### DIRECTIONS
Search the material below for lines containing the string "AppError", and copy every one you find.

### DATASET ENTRIES
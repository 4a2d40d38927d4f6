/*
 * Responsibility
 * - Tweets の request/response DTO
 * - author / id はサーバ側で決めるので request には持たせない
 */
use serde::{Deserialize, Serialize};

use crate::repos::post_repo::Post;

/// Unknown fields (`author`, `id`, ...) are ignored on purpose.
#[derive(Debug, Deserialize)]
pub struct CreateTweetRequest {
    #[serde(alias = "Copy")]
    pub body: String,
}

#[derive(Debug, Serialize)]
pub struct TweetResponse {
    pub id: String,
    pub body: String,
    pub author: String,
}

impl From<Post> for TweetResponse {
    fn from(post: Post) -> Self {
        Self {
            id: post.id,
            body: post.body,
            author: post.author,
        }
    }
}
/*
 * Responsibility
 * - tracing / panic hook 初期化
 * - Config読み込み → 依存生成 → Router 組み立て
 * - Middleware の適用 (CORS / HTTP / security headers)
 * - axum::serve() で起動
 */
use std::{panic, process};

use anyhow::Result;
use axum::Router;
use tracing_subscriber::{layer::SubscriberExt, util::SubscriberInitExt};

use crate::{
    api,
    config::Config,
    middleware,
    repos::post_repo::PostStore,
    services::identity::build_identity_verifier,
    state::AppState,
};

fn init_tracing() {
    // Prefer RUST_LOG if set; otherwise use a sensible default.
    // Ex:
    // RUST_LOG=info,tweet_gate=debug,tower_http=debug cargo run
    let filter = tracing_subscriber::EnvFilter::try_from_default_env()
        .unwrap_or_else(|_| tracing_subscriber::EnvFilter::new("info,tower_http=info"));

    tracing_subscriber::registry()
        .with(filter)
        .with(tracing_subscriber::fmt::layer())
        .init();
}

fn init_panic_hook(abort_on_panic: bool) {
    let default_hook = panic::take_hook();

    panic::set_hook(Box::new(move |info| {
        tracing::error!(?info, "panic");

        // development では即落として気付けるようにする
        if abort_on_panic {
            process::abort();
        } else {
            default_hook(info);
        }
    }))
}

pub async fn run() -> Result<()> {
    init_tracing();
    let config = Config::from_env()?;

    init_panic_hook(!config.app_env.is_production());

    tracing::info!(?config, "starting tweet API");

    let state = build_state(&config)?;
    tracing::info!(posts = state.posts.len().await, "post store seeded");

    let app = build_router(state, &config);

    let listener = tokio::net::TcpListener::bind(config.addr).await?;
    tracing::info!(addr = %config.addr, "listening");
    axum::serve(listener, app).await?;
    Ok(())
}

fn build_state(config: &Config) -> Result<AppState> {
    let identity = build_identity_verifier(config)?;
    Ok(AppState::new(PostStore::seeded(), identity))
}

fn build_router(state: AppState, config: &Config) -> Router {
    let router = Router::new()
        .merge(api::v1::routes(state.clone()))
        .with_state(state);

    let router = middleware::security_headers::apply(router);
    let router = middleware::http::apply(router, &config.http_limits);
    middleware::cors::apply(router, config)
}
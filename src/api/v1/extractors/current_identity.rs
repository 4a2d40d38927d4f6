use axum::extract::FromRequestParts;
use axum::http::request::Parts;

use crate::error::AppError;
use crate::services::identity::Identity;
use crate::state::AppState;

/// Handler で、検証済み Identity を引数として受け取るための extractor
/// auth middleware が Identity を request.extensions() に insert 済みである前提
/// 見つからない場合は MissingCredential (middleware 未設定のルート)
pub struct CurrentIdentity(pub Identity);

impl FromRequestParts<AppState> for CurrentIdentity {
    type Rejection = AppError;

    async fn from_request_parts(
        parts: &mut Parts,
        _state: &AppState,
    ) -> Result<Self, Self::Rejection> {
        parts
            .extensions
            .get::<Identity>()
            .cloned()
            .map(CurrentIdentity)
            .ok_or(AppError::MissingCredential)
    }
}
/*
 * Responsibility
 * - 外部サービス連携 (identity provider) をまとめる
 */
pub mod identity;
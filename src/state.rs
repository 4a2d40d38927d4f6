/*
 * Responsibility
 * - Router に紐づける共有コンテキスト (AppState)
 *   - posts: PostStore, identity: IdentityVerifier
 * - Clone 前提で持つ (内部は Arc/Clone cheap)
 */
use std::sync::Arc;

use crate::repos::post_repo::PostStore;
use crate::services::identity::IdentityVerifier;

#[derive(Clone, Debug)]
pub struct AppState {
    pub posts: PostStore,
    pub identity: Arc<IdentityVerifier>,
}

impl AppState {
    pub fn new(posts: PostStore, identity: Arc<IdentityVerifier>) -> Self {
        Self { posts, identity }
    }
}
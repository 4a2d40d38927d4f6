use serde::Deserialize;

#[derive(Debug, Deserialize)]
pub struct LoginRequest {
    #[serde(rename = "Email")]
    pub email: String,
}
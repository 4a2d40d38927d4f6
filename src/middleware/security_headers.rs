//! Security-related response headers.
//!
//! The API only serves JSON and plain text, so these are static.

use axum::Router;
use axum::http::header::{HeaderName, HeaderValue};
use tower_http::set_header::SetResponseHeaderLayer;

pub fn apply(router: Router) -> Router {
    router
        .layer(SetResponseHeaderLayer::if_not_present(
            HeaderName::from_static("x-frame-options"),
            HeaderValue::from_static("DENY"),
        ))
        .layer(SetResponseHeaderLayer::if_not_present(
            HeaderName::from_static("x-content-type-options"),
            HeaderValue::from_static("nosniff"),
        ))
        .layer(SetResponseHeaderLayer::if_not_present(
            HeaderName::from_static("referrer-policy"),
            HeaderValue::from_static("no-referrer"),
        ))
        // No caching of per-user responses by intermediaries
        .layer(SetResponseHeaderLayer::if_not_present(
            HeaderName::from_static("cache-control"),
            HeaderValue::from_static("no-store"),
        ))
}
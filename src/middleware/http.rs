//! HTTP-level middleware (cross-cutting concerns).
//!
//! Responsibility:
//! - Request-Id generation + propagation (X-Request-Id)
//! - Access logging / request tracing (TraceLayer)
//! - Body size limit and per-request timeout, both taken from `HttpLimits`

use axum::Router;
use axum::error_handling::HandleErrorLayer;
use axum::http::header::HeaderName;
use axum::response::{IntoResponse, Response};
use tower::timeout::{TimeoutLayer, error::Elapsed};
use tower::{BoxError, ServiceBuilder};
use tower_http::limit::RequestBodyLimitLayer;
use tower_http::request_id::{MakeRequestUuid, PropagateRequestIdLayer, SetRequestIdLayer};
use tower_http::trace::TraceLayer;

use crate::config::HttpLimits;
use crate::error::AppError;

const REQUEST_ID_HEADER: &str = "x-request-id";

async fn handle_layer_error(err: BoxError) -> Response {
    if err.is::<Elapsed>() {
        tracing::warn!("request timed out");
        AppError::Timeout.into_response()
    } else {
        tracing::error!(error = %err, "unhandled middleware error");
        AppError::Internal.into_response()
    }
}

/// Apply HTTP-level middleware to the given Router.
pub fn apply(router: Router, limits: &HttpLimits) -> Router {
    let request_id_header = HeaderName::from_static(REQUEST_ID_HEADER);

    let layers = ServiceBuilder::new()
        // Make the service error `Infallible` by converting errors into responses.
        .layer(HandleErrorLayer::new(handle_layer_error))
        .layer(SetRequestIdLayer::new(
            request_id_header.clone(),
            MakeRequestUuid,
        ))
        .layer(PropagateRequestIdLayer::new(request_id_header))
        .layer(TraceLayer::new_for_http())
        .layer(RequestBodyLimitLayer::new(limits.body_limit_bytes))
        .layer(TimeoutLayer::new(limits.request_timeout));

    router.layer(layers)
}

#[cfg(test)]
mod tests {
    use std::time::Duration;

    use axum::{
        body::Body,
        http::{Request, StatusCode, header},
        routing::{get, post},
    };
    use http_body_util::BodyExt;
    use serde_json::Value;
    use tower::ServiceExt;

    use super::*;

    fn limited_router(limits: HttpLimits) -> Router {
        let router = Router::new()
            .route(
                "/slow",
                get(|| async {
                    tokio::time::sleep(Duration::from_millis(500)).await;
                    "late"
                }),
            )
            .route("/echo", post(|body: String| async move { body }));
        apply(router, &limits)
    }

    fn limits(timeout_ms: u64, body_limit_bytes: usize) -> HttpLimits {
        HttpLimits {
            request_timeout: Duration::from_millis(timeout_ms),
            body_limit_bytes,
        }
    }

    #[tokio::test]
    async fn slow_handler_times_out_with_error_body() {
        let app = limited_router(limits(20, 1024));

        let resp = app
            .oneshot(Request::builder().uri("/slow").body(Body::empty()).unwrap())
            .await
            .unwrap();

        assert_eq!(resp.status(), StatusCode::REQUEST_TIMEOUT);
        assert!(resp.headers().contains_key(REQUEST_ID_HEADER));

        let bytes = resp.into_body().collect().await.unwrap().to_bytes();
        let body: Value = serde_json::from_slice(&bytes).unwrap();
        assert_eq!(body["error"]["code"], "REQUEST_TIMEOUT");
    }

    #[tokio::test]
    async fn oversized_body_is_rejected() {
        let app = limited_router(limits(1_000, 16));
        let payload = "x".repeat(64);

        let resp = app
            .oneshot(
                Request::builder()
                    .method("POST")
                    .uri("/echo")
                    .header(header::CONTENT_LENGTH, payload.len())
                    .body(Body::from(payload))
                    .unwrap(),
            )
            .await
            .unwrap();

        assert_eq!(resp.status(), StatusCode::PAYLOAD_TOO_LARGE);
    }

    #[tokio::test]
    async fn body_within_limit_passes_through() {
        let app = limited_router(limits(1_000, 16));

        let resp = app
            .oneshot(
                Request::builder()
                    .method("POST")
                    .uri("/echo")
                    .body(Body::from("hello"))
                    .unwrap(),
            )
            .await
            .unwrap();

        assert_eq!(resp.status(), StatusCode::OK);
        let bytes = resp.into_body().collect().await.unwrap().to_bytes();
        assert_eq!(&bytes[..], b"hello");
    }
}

### EXPECTED OUTPUT
use crate::error::AppError;
    type Rejection = AppError;
            .ok_or(AppError::MissingCredential)
use crate::error::AppError;
        AppError::Timeout.into_response()
        AppError::Internal.into_response()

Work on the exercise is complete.